Exercise goal = Counting only lines that contain the string "entry", how many are there in the data? Say the number alone.

(Items from a data source)
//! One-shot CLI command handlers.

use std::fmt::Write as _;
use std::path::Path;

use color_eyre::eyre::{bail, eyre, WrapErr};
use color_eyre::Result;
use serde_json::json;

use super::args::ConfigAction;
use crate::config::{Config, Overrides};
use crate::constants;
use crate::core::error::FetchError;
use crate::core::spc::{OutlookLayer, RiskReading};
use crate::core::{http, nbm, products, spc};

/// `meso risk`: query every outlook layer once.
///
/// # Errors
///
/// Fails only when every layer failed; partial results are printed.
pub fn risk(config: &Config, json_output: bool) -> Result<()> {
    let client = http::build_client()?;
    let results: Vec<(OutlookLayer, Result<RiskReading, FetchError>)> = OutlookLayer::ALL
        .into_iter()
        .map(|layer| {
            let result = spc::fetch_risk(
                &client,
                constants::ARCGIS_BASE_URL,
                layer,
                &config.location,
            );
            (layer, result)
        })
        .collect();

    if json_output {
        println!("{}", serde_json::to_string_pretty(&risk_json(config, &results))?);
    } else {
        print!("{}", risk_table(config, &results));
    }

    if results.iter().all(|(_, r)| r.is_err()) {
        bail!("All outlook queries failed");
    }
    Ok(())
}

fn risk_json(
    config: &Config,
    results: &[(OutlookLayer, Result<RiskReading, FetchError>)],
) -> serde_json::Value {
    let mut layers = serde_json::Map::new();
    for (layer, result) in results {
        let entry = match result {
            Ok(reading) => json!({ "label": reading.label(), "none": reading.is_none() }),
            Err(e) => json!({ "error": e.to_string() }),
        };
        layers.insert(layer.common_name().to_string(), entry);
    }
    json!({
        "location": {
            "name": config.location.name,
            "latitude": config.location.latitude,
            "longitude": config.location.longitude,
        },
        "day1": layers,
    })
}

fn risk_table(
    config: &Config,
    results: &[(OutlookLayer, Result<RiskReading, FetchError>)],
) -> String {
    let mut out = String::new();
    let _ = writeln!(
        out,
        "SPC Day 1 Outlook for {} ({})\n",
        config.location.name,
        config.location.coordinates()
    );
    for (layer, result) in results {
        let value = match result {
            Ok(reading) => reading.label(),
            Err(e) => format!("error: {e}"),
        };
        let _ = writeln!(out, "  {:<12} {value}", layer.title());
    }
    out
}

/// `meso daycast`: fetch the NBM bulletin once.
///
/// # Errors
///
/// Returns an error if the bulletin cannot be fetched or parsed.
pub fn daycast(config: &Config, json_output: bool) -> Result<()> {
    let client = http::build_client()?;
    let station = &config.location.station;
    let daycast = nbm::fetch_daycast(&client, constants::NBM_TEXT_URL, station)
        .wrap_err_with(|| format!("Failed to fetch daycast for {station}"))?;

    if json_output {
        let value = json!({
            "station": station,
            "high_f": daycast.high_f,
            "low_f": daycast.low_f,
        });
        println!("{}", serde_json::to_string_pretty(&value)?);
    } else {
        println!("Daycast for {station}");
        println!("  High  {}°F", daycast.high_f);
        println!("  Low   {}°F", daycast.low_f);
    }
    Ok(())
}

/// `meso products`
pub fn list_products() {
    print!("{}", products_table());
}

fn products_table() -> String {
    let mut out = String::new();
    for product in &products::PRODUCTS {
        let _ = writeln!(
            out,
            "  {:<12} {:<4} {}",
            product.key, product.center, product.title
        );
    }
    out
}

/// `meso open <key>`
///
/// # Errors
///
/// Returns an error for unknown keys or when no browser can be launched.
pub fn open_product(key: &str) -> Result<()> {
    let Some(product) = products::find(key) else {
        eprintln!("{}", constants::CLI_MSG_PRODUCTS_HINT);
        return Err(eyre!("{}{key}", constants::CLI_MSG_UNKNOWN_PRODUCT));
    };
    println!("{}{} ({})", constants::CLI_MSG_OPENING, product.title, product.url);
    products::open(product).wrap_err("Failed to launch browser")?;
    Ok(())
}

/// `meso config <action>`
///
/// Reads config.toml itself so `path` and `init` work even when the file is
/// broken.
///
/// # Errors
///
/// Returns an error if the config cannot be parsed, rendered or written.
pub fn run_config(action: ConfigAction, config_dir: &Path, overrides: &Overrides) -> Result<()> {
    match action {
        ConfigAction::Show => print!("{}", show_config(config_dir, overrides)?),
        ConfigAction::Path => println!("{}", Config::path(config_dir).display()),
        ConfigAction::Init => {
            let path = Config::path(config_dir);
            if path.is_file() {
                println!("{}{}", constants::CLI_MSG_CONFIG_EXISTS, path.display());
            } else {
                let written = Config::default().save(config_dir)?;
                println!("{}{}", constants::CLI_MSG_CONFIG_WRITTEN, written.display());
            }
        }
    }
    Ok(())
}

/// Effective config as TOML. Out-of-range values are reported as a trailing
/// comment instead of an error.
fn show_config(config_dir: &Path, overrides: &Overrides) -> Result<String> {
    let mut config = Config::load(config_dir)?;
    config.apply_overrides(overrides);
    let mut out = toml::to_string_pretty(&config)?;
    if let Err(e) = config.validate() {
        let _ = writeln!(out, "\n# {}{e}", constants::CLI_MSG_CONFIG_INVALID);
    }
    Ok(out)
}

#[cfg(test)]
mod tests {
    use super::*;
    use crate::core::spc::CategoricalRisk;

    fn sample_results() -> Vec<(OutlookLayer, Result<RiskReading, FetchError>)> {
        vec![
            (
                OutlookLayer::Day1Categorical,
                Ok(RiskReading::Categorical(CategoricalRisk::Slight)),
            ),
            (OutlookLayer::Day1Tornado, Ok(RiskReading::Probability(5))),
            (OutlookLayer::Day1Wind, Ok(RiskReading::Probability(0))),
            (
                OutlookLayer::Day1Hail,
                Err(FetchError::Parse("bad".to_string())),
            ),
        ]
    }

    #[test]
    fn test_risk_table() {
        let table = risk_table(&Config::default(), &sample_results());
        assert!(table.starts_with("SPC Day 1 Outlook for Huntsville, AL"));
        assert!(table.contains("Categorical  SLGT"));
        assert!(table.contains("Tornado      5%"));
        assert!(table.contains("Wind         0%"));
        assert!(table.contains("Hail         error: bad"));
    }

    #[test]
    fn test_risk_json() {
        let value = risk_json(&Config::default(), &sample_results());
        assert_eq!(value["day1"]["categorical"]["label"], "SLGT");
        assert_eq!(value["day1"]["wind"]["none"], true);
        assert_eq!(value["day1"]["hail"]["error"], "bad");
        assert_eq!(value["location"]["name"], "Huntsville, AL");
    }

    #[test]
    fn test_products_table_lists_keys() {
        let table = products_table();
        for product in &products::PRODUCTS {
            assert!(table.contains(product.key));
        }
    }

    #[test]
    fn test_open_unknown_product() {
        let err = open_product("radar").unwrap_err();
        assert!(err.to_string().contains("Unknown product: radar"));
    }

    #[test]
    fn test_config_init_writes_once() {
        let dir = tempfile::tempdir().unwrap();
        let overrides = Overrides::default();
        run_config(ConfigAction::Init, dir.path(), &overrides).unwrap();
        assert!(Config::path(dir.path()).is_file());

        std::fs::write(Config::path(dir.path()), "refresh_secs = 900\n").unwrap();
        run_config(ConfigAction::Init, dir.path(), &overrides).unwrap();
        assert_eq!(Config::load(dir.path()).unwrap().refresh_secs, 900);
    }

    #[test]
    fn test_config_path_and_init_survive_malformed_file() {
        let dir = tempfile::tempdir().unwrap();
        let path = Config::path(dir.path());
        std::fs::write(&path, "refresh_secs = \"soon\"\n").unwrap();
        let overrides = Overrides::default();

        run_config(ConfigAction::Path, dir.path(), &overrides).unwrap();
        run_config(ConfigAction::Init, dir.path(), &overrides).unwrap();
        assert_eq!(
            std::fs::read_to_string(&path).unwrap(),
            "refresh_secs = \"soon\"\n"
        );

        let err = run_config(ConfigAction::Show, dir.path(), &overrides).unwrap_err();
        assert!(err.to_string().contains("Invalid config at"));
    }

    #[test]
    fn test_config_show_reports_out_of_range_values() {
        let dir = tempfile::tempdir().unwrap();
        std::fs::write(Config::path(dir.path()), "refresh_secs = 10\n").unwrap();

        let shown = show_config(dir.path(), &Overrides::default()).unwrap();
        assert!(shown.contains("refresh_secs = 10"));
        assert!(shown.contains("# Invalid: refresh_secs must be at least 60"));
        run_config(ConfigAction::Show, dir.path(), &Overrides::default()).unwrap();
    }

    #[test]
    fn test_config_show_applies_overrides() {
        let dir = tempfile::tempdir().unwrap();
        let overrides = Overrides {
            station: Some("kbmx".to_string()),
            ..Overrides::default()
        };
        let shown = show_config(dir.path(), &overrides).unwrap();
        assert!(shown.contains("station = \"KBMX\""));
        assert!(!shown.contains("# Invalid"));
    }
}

Reply = 2